William Ingleby Jefferson (born 25 October 1979) is a former professional cricketer who played for Essex County Cricket Club, Nottinghamshire and Leicestershire in a 12-year career. He retired from the game in 2012 as a result of a chronic hip complaint. Standing 6 ft 10 in tall, (Note: Sources differ as to his height. Cricinfo gives 6 ft 9½ in, the ECB and many other sources give 6 ft 10 in, and Essex County Cricket Club gives 6 ft 10½ in. (Final reference retrieved 16 April 2006, no longer present as of 29 August 2006).) he was the tallest player in county cricket during most of his career, and among the tallest professional cricketers ever. (Note: Paul Dunkels who represented Sussex and Warwickshire is also reputed to be 6-foot 10 inches tall (Cricinfo Profile). The height of Anthony Allom of Surrey is recorded as between 6-foot 9 inches and 6-foot 10 inches (Cricinfo Profile))

Jefferson was a right-handed opening batsman and a reliable slip fielder. He was born in Derby to a cricketing family; his father Richard Jefferson played first-class cricket for Surrey, while his grandfather Julian Jefferson played first-class cricket in the 1920s for services teams. He showed his promise at Oundle School and Durham University. Jefferson studied at Durham from 1999 to 2002, completing the Sport in the Community course. He made his first-class debut for British Universities against the touring Zimbabweans in 2000.

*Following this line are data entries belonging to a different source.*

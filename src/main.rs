//! Headless self-play for Azul
//!
//! Runs games between random agents and reports the standings. Useful for
//! soak-testing the rules engine and for producing sample snapshots.

use std::path::PathBuf;

use clap::Parser;
use rand::SeedableRng;

use azul::display::render_standings;
use azul_engine::{play_turn, GameConfig, GameRegistry, RandomAgent, Seat};

/// Random self-play games for Azul
#[derive(Parser, Debug)]
#[command(name = "azul")]
#[command(about = "Play Azul games between random agents", long_about = None)]
struct Args {
    /// Players per game (2-4)
    #[arg(long, default_value_t = 2)]
    players: usize,

    /// Number of games to play
    #[arg(long, default_value_t = 1)]
    games: usize,

    /// Random seed for the deal and for the agents
    #[arg(long)]
    seed: Option<u64>,

    /// Game config as JSON (missing fields take their defaults)
    #[arg(long)]
    config: Option<PathBuf>,

    /// Print each finished game's snapshot as JSON instead of the standings
    #[arg(long, default_value_t = false)]
    json: bool,

    /// Safety cap on turns per game
    #[arg(long, default_value_t = 10_000)]
    max_turns: usize,
}

fn load_config(args: &Args) -> Result<GameConfig, Box<dyn std::error::Error>> {
    let mut config = match &args.config {
        Some(path) => {
            let text = std::fs::read_to_string(path)?;
            serde_json::from_str::<GameConfig>(&text)?
        }
        None => GameConfig::default(),
    };
    if args.seed.is_some() {
        config.seed = args.seed;
    }
    Ok(config)
}

fn main() -> Result<(), Box<dyn std::error::Error>> {
    env_logger::init();
    let args = Args::parse();
    let config = load_config(&args)?;

    let mut registry = GameRegistry::new(config.clone());
    let mut rng = match config.seed {
        Some(seed) => rand::rngs::StdRng::seed_from_u64(seed),
        None => rand::rngs::StdRng::from_os_rng(),
    };
    let mut agent = RandomAgent::new();

    for g in 0..args.games {
        let seats = (0..args.players)
            .map(|i| Seat::new(i as u32 + 1, format!("bot{}", i + 1)))
            .collect();
        let id = registry.create_game(seats)?;

        let mut turns = 0;
        while !registry.game(id)?.has_ended() {
            if turns >= args.max_turns {
                log::warn!("game {id} hit the turn cap of {}", args.max_turns);
                break;
            }
            let player = play_turn(registry.game_mut(id)?, &mut agent, &mut rng)?;
            log::trace!("game {id}: player {player} moved");
            turns += 1;
        }

        let game = registry.remove(id)?;
        if args.json {
            println!("{}", serde_json::to_string(&game.snapshot())?);
        } else {
            println!(
                "Game {} ({} rounds, {} turns)",
                g + 1,
                game.round_number(),
                turns
            );
            print!("{}", render_standings(&game.standings()));
        }
    }

    Ok(())
}
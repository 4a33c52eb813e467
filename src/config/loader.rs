//! Configuration loading from disk.

use std::fs;
use std::path::Path;

use crate::config::schema::LocalApiConfig;
use crate::config::validation::{validate_config, ValidationError};

/// Error type for configuration loading.
#[derive(Debug)]
pub enum ConfigError {
    Io(std::io::Error),
    Parse(toml::de::Error),
    Validation(Vec<ValidationError>),
}

impl std::fmt::Display for ConfigError {
    fn fmt(&self, f: &mut std::fmt::Formatter<'_>) -> std::fmt::Result {
        match self {
            ConfigError::Io(e) => write!(f, "IO error: {}", e),
            ConfigError::Parse(e) => write!(f, "Parse error: {}", e),
            ConfigError::Validation(errors) => {
                write!(f, "Validation failed: ")?;
                for (i, err) in errors.iter().enumerate() {
                    if i > 0 {
                        write!(f, ", ")?;
                    }
                    write!(f, "{}", err)?;
                }
                Ok(())
            }
        }
    }
}

impl std::error::Error for ConfigError {
    fn source(&self) -> Option<&(dyn std::error::Error + 'static)> {
        match self {
            ConfigError::Io(e) => Some(e),
            ConfigError::Parse(e) => Some(e),
            ConfigError::Validation(_) => None,
        }
    }
}

/// Parse and validate configuration from TOML text.
pub fn from_toml_str(content: &str) -> Result<LocalApiConfig, ConfigError> {
    let config: LocalApiConfig = toml::from_str(content).map_err(ConfigError::Parse)?;
    validate_config(&config).map_err(ConfigError::Validation)?;
    Ok(config)
}

/// Load and validate configuration from a TOML file.
pub fn load_config(path: &Path) -> Result<LocalApiConfig, ConfigError> {
    let content = fs::read_to_string(path).map_err(ConfigError::Io)?;
    from_toml_str(&content)
}
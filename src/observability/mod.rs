//! Observability subsystem.
//!
//! # Data Flow
//! ```text
//! dispatch produces:
//!     → logging.rs (structured log events via tracing)
//!     → metrics.rs (counters, histograms via the metrics facade)
//! ```
//!
//! # Design Decisions
//! - Request ID flows through every event of a dispatch
//! - Failures are logged as a side effect, never required for correctness

pub mod logging;
pub mod metrics;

His first full season at Essex was 2002, during which he scored 815 first-class runs; his 165 not out in the final match of the season
made a major contribution to Essex winning the second division of the County Championship.

His best season was 2004, in which he scored 1555 first-class runs at an average of 55.53 with 6 centuries including a high score of 222. In 2005, a slump in form saw him relegated to the Essex Second XI, but he responded with 303 not out against Marylebone Cricket Club (MCC) Young Cricketers, and regained his place in the first team.

Before the start of the 2006 season, he suffered a freak accident, cutting his left wrist whilst trying to open a window, and severing the tendons. After recovering from this injury, he failed to regain a regular place in the Essex side, and left the county by mutual consent in August 2006. In September of that year, he signed a three-year contract with Nottinghamshire.

In January 2007, he was selected for the England A team to tour Bangladesh in February and March.

Jefferson had his contract terminated by Nottinghamshire in September 2009 after a run of poor form stretching back two years. However, he marked a return to form by scoring 112 in the first match of the 2011 county season, and his finest moment for Leicestershire was probably to secure their place in the T20 Final that year by smashing three boundaries in the "super over" needed, after their semi-final against Lancashire ended in a tie.